■ **Work item**
Whenever the word "only" turns up in a line of the data below, copy that line.

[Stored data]
+-------+

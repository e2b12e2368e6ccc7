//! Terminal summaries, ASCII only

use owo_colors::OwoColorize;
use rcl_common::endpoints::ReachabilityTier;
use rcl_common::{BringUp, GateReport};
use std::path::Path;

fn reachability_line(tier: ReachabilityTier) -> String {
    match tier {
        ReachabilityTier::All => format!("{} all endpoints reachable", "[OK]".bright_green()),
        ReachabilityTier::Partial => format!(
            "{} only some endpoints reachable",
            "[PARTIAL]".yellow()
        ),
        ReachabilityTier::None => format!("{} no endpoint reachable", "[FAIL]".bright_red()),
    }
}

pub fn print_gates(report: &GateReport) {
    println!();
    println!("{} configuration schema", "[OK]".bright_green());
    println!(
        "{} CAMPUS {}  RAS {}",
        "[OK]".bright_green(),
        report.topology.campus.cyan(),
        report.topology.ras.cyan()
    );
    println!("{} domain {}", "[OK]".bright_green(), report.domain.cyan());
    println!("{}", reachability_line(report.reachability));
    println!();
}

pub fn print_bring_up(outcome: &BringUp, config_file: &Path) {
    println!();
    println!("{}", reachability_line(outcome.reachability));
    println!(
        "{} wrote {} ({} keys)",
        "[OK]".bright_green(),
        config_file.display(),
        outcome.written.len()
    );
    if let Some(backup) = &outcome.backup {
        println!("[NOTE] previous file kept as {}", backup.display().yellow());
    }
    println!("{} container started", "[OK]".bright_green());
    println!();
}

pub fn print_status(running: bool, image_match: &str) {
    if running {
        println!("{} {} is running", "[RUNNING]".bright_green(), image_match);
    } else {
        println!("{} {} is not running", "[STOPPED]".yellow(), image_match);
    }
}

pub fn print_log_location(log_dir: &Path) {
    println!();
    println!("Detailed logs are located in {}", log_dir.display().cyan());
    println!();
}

+-------+

■ **Exercise response**
//! Terminal summaries, ASCII only
            "{} only some endpoints reachable",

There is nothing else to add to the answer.